**What is being asked**
Please show every line from the entries that carries the word "order".
(Beginning of Records for the task)
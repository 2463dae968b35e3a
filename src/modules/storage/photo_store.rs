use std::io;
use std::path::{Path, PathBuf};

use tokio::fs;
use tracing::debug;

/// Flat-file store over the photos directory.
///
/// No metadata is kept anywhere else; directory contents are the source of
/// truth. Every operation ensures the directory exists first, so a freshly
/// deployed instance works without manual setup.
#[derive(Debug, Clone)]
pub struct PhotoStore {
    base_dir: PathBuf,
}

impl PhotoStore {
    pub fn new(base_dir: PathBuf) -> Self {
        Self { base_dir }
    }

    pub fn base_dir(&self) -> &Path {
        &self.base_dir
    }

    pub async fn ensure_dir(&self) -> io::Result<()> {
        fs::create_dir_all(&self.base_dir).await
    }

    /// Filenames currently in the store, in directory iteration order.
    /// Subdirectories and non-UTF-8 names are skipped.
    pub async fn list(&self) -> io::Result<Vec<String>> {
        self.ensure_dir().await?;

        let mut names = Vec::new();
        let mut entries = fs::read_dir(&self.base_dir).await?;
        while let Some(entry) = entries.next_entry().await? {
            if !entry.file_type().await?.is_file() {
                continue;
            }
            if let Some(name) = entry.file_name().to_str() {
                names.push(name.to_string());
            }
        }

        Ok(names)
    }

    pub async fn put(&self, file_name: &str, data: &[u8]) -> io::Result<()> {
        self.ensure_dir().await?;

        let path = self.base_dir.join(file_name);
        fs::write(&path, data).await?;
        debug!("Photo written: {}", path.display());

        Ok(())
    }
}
(End of Records for the task)
(Beginning of Records for the task)
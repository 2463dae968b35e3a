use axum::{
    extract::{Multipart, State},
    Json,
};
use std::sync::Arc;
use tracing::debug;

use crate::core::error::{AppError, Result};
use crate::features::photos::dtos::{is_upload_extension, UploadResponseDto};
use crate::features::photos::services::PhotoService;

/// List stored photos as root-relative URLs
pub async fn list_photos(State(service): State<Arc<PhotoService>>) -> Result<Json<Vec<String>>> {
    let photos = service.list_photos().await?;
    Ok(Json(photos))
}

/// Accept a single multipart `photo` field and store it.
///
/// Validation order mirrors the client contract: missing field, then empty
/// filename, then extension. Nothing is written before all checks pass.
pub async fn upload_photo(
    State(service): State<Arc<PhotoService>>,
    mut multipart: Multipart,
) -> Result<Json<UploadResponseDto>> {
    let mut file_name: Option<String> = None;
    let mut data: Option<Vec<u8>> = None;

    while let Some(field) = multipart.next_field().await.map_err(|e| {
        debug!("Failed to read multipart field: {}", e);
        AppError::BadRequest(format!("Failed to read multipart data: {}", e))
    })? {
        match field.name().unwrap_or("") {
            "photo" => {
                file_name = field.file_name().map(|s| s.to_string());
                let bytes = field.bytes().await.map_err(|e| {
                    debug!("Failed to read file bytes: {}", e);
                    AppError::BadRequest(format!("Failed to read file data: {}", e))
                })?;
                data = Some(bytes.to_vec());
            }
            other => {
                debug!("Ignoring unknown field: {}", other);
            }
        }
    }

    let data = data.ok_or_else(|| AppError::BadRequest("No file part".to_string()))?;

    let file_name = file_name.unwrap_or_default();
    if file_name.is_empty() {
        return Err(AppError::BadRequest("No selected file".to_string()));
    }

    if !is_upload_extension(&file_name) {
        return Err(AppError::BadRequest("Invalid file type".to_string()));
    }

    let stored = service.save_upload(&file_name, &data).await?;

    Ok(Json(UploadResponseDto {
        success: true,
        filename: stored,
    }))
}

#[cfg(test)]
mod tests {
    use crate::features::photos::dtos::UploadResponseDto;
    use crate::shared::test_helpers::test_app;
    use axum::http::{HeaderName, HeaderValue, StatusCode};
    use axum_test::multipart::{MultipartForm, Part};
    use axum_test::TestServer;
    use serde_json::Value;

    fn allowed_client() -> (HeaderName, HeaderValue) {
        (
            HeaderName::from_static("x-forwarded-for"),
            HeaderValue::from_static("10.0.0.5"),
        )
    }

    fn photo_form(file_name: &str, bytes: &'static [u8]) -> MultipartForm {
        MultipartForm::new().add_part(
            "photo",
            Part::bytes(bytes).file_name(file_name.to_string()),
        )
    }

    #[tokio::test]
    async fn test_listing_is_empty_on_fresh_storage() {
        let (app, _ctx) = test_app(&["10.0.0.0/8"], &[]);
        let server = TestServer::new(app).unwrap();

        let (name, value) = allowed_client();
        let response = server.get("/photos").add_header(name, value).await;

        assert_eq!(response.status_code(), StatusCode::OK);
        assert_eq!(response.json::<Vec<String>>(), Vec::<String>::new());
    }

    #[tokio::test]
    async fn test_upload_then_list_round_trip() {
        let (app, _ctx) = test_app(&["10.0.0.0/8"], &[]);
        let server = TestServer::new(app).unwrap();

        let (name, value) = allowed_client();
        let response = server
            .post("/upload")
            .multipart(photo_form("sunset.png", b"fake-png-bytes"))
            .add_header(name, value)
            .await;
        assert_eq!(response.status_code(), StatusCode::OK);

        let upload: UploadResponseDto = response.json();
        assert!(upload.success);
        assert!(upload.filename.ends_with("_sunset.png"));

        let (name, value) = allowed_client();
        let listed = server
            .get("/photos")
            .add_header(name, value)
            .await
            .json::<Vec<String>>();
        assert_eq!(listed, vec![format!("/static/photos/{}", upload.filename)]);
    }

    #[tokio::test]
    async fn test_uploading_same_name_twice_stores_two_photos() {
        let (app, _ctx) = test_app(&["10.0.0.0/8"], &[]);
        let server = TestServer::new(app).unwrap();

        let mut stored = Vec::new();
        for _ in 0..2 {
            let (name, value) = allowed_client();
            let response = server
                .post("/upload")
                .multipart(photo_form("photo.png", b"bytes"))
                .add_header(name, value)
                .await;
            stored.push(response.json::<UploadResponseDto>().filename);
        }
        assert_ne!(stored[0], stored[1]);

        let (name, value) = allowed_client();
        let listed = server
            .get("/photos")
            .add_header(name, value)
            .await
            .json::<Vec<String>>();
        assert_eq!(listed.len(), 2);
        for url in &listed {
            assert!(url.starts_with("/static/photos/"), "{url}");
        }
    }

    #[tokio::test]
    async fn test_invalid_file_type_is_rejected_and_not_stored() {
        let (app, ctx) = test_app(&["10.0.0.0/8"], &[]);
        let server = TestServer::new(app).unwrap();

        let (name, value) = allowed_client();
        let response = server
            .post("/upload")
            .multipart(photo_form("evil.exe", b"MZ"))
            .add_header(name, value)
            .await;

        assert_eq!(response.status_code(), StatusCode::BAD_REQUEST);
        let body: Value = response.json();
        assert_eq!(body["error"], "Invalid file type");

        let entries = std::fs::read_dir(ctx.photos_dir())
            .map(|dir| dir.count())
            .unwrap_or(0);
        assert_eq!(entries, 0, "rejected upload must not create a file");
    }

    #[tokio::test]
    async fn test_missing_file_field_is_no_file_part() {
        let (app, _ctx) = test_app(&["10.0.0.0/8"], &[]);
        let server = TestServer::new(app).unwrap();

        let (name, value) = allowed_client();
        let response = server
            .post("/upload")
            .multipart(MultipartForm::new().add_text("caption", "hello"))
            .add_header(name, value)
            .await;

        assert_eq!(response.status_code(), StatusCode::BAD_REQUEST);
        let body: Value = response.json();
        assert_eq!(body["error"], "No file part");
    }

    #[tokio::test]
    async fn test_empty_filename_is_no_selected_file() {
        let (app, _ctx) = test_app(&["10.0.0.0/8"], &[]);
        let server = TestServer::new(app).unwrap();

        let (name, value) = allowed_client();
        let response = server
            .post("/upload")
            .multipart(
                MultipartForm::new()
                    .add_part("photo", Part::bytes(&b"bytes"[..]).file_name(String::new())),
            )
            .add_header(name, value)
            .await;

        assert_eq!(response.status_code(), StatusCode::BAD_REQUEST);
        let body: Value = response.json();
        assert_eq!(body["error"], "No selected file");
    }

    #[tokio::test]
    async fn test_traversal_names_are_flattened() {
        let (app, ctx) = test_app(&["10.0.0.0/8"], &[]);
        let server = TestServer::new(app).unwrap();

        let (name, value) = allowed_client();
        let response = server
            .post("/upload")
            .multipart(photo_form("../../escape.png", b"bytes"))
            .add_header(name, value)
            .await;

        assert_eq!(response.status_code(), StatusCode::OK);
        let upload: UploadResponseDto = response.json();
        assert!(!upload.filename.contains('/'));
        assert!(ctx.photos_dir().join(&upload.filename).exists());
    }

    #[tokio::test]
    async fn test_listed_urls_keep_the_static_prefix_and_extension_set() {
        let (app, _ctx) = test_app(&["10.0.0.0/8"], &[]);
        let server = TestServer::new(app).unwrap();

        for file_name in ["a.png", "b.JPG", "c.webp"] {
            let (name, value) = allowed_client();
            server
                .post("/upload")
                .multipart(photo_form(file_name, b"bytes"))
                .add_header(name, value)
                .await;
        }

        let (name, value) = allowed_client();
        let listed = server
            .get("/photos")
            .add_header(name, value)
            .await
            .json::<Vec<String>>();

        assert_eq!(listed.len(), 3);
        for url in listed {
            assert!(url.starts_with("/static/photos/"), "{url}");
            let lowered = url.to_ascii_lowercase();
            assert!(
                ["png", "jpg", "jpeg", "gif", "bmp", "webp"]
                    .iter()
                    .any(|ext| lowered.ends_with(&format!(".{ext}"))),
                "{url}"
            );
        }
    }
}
(End of Records for the task)
**Expected answer**
    /// Filenames currently in the store, in directory iteration order.
/// Validation order mirrors the client contract: missing field, then empty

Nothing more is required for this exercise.